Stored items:

####

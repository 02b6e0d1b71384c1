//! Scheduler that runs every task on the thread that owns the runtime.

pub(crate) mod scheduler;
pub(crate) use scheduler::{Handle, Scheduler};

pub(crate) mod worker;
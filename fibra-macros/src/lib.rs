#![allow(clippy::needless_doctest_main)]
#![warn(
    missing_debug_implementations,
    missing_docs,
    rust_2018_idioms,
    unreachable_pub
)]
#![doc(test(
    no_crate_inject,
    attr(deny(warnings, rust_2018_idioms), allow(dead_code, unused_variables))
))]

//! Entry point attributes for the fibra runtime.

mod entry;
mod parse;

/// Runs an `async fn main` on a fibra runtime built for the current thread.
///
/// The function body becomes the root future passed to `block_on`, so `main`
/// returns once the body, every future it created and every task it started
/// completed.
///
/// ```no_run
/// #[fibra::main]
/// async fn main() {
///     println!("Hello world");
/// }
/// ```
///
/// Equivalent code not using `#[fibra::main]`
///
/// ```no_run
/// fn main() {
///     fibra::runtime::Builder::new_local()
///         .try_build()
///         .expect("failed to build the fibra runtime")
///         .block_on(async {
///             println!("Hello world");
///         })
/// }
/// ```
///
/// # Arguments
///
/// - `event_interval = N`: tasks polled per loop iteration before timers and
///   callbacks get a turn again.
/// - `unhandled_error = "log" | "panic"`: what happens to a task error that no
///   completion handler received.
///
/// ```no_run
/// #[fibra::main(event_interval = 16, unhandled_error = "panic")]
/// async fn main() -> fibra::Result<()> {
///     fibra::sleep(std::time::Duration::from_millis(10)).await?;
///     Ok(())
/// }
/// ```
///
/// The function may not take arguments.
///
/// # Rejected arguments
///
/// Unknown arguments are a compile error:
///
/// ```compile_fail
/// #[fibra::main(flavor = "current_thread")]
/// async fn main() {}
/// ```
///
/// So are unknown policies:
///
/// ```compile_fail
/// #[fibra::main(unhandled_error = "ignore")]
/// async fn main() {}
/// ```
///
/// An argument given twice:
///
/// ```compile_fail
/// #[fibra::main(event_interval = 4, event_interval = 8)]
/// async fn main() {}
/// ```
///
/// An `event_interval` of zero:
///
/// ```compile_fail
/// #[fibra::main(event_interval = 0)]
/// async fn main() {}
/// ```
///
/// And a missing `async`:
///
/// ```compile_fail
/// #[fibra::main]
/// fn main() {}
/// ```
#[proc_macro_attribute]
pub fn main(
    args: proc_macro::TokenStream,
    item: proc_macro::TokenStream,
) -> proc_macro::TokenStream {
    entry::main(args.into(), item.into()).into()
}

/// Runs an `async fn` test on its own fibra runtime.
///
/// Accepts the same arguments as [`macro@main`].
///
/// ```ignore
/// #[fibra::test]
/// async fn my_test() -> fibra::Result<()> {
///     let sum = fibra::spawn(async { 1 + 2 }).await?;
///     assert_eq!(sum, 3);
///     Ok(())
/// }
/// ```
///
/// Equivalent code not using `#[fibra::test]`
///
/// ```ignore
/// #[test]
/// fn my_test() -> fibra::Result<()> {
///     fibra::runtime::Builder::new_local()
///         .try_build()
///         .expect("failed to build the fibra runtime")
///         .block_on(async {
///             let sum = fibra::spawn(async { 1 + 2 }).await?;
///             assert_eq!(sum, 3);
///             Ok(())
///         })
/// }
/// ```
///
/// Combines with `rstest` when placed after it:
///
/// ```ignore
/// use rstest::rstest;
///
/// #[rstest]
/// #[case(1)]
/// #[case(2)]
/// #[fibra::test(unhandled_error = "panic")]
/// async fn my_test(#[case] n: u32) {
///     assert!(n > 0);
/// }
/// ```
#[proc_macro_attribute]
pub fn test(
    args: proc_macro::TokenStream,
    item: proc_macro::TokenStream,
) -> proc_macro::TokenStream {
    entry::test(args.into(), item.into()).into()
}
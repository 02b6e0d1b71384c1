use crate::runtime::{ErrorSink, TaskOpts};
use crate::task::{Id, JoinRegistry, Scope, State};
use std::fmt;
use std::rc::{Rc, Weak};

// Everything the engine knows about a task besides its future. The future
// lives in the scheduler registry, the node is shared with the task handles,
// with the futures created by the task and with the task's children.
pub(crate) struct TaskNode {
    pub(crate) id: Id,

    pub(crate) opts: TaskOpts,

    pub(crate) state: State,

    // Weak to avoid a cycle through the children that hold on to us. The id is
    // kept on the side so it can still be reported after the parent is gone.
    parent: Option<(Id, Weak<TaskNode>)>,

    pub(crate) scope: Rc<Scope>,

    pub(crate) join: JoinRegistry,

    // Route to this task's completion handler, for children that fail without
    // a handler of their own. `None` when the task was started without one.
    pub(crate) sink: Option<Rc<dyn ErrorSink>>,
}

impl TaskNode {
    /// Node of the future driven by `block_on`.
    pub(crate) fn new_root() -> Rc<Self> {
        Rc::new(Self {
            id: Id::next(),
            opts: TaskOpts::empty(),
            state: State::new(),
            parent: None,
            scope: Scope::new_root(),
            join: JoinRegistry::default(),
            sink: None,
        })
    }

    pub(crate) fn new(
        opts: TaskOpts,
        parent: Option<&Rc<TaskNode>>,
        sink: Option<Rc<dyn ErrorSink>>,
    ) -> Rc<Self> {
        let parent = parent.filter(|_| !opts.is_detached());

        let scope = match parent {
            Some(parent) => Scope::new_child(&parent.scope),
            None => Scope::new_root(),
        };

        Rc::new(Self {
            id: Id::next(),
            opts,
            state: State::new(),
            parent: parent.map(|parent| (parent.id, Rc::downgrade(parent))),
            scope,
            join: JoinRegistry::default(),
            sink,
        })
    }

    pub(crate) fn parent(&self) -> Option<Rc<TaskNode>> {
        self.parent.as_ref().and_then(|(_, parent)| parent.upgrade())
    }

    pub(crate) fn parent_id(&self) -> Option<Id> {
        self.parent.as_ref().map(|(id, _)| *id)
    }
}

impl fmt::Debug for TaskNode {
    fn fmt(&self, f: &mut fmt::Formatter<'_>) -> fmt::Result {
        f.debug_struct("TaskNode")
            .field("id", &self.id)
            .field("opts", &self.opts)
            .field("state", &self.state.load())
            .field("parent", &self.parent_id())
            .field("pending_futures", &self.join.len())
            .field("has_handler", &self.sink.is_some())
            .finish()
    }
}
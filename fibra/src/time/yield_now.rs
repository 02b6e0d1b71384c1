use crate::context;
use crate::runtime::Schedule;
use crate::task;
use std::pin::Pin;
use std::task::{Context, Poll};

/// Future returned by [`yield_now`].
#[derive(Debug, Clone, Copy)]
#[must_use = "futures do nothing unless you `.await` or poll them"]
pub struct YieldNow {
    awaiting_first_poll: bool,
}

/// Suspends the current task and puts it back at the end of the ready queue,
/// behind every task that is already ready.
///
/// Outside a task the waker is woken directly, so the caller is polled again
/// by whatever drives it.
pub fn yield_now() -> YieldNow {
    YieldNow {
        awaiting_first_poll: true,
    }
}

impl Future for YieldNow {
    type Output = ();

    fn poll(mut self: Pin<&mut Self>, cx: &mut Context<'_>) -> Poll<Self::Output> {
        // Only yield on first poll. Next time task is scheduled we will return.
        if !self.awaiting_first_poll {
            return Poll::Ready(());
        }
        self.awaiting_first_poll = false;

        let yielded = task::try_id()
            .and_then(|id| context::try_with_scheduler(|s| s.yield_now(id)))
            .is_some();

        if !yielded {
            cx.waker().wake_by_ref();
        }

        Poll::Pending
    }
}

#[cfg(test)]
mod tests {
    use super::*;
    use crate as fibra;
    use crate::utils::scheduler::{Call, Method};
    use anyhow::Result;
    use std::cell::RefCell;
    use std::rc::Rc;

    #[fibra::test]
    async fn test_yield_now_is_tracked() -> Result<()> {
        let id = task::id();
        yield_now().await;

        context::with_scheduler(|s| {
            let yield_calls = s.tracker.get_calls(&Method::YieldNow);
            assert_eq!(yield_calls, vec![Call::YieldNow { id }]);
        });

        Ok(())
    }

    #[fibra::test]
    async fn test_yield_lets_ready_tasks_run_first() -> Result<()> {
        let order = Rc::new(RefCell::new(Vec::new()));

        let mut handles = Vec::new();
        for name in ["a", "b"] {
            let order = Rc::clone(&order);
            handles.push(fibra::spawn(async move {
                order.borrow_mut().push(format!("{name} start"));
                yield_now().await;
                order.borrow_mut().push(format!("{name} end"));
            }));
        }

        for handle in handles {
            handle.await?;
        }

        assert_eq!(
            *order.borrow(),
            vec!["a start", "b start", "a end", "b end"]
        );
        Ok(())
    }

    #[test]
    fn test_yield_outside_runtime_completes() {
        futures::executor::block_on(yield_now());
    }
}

####

Your response should be the lines above from the first to the one containing "error that no", inclusive, each given exactly.

repository 02b6e0d1b71384c1
//! Scheduler that runs every task on the thread that owns the runtime.

pub(crate) mod scheduler;
pub(crate) use scheduler::{Handle, Scheduler};

pub(crate) mod worker;
filename fibra-macros/src/lib.rs
#![allow(clippy::needless_doctest_main)]
#![warn(
    missing_debug_implementations,
    missing_docs,
    rust_2018_idioms,
    unreachable_pub
)]
#![doc(test(
    no_crate_inject,
    attr(deny(warnings, rust_2018_idioms), allow(dead_code, unused_variables))
))]

//! Entry point attributes for the fibra runtime.

mod entry;
mod parse;

/// Runs an `async fn main` on a fibra runtime built for the current thread.
///
/// The function body becomes the root future passed to `block_on`, so `main`
/// returns once the body, every future it created and every task it started
/// completed.
///
/// ```no_run
/// #[fibra::main]
/// async fn main() {
///     println!("Hello world");
/// }
/// ```
///
/// Equivalent code not using `#[fibra::main]`
///
/// ```no_run
/// fn main() {
///     fibra::runtime::Builder::new_local()
///         .try_build()
///         .expect("failed to build the fibra runtime")
///         .block_on(async {
///             println!("Hello world");
///         })
/// }
/// ```
///
/// # Arguments
///
/// - `event_interval = N`: tasks polled per loop iteration before timers and
///   callbacks get a turn again.
/// - `unhandled_error = "log" | "panic"`: what happens to a task error that no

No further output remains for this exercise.